The Bouncer has one of the most insipid "stories" I have ever played. Most beat-'em-ups, like Streets of Rage or Fighting Force, have the good taste and common decency to save you the trouble of worrying about characters and their relationships. Instead, they essentially tell you, "Some hoodlums have taken over the streets of our fair city, and they're evil, so please, go out there and beat the dog crap out of them and don't come back until you do." It does the job for me. That's all the motivation I need. But The Bouncer tries to impress you with the cinematic. From a technical standpoint, it actually succeeds. Given its age, it still looks and sounds pretty good. In terms of narrative, however, it stinks. Without looking it up, I can only recall a girl being kidnapped by oddly-dressed thugs, and our equally oddly-dressed bar bouncer heroes going out to save her from being turned into a cyborg kind of thing by some bozo running the evil Mikado corporation. There's also something in there about satellites and solar energy, I think. You spend the rest of the game getting acquainted with others who have also made numerous fashion faux pas. An idiotic premise, for sure, but that's not what gets to me.

The Fashion of The Bouncer. Good gracious.

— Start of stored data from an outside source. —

use folio_core::{AssetBalance, AssetCost, AssetSnapshot, StoredAsset};
use rust_decimal::Decimal;
use serde_json::Value;
use sqlx::{PgPool, Row};

/// Run embedded migrations.
pub async fn run_migrations(pool: &PgPool) -> Result<(), sqlx::migrate::MigrateError> {
    sqlx::migrate!("../../migrations").run(pool).await?;
    Ok(())
}

/// Insert or replace the holding of `symbol` on `exchange`.
pub async fn upsert_asset(
    pool: &PgPool,
    exchange: &str,
    symbol: &str,
    balance: &AssetBalance,
    update_time: i64,
) -> Result<(), sqlx::Error> {
    let doc = StoredAsset {
        exchange: exchange.to_string(),
        symbol: symbol.to_string(),
        balance: balance.clone(),
        update_time,
    };
    let doc = serde_json::to_value(&doc).map_err(|e| sqlx::Error::Encode(Box::new(e)))?;

    sqlx::query(
        "INSERT INTO asset (exchange, symbol, doc, update_time)
         VALUES ($1, $2, $3, $4)
         ON CONFLICT (exchange, symbol) DO UPDATE
         SET doc = EXCLUDED.doc, update_time = EXCLUDED.update_time",
    )
    .bind(exchange)
    .bind(symbol)
    .bind(&doc)
    .bind(update_time)
    .execute(pool)
    .await?;
    Ok(())
}

pub async fn load_assets(pool: &PgPool) -> Result<Vec<Value>, sqlx::Error> {
    let rows = sqlx::query("SELECT doc FROM asset ORDER BY exchange, symbol")
        .fetch_all(pool)
        .await?;
    Ok(rows.iter().map(|r| r.get("doc")).collect())
}

pub async fn load_asset_cost(
    pool: &PgPool,
    exchange: &str,
    symbol: &str,
) -> Result<Option<Value>, sqlx::Error> {
    let row = sqlx::query("SELECT doc FROM asset_cost WHERE exchange = $1 AND symbol = $2")
        .bind(exchange)
        .bind(symbol)
        .fetch_optional(pool)
        .await?;
    Ok(row.map(|r| r.get("doc")))
}

/// Insert or replace the cost basis of `symbol` on `exchange`.
pub async fn upsert_asset_cost(
    pool: &PgPool,
    exchange: &str,
    symbol: &str,
    avg_price: Decimal,
    update_by: &str,
    update_time: i64,
) -> Result<(), sqlx::Error> {
    let doc = AssetCost {
        exchange: exchange.to_string(),
        symbol: symbol.to_string(),
        avg_price,
        update_time,
        update_by: update_by.to_string(),
    };
    let doc = serde_json::to_value(&doc).map_err(|e| sqlx::Error::Encode(Box::new(e)))?;

    sqlx::query(
        "INSERT INTO asset_cost (exchange, symbol, doc, update_time, update_by)
         VALUES ($1, $2, $3, $4, $5)
         ON CONFLICT (exchange, symbol) DO UPDATE
         SET doc = EXCLUDED.doc, update_time = EXCLUDED.update_time,
             update_by = EXCLUDED.update_by",
    )
    .bind(exchange)
    .bind(symbol)
    .bind(&doc)
    .bind(update_time)
    .bind(update_by)
    .execute(pool)
    .await?;
    Ok(())
}

/// Insert or replace the snapshot of one day.
pub async fn upsert_snapshot(pool: &PgPool, snapshot: &AssetSnapshot) -> Result<(), sqlx::Error> {
    let doc = serde_json::to_value(snapshot).map_err(|e| sqlx::Error::Encode(Box::new(e)))?;

    sqlx::query(
        "INSERT INTO asset_history (timestamp, doc, update_time)
         VALUES ($1, $2, $3)
         ON CONFLICT (timestamp) DO UPDATE
         SET doc = EXCLUDED.doc, update_time = EXCLUDED.update_time",
    )
    .bind(snapshot.timestamp)
    .bind(&doc)
    .bind(snapshot.update_time)
    .execute(pool)
    .await?;
    Ok(())
}

pub async fn load_latest_snapshot(pool: &PgPool) -> Result<Option<Value>, sqlx::Error> {
    let row = sqlx::query(
        "SELECT doc FROM asset_history
         ORDER BY timestamp DESC, update_time DESC
         LIMIT 1",
    )
    .fetch_optional(pool)
    .await?;
    Ok(row.map(|r| r.get("doc")))
}

pub async fn load_snapshots(pool: &PgPool, start: i64, end: i64) -> Result<Vec<Value>, sqlx::Error> {
    let rows = sqlx::query(
        "SELECT doc FROM asset_history
         WHERE timestamp >= $1 AND timestamp <= $2
         ORDER BY timestamp ASC",
    )
    .bind(start)
    .bind(end)
    .fetch_all(pool)
    .await?;
    Ok(rows.iter().map(|r| r.get("doc")).collect())
}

What gets to me is the laborious way in which that story is presented. My first trip through the game took approximately an hour and a half, about an hour of which was seemingly spent on watching the cinematics. They either go on forever or they are pointlessly short, like the numerous three second clips of the characters running through doorways. Every utterance, every development in the narrative is just, like, So What? Who Cares? and also, You Left the House Dressed Like That, Do You Not Have Friends or Mirrors? The Bouncer has multiple pathways through the story depending on which character you choose and when, but none of them are exciting, even though one of them is a thoroughly bizarre "stealth" mission.

This interminable story ruins what is otherwise a decent beat-'em-up engine: deep enough to keep most fights interesting, but easy to learn (though a counter button would have been nice). Basically, you watch and then you briefly fight, level up your characters, watch then briefly fight, level up your characters, and so on. Luckily, you have the option of using characters unlocked in the Story mode to play either Survival or Versus. Survival isn't much better than Story, mostly because it quickly becomes alternatively tedious and cheap. Versus is your typical multiplayer mode, and it supports up to four players, human or CPU. It redeems the game somewhat, but not enough to recommend it for anyone other than the most starved beat-'em-up fans.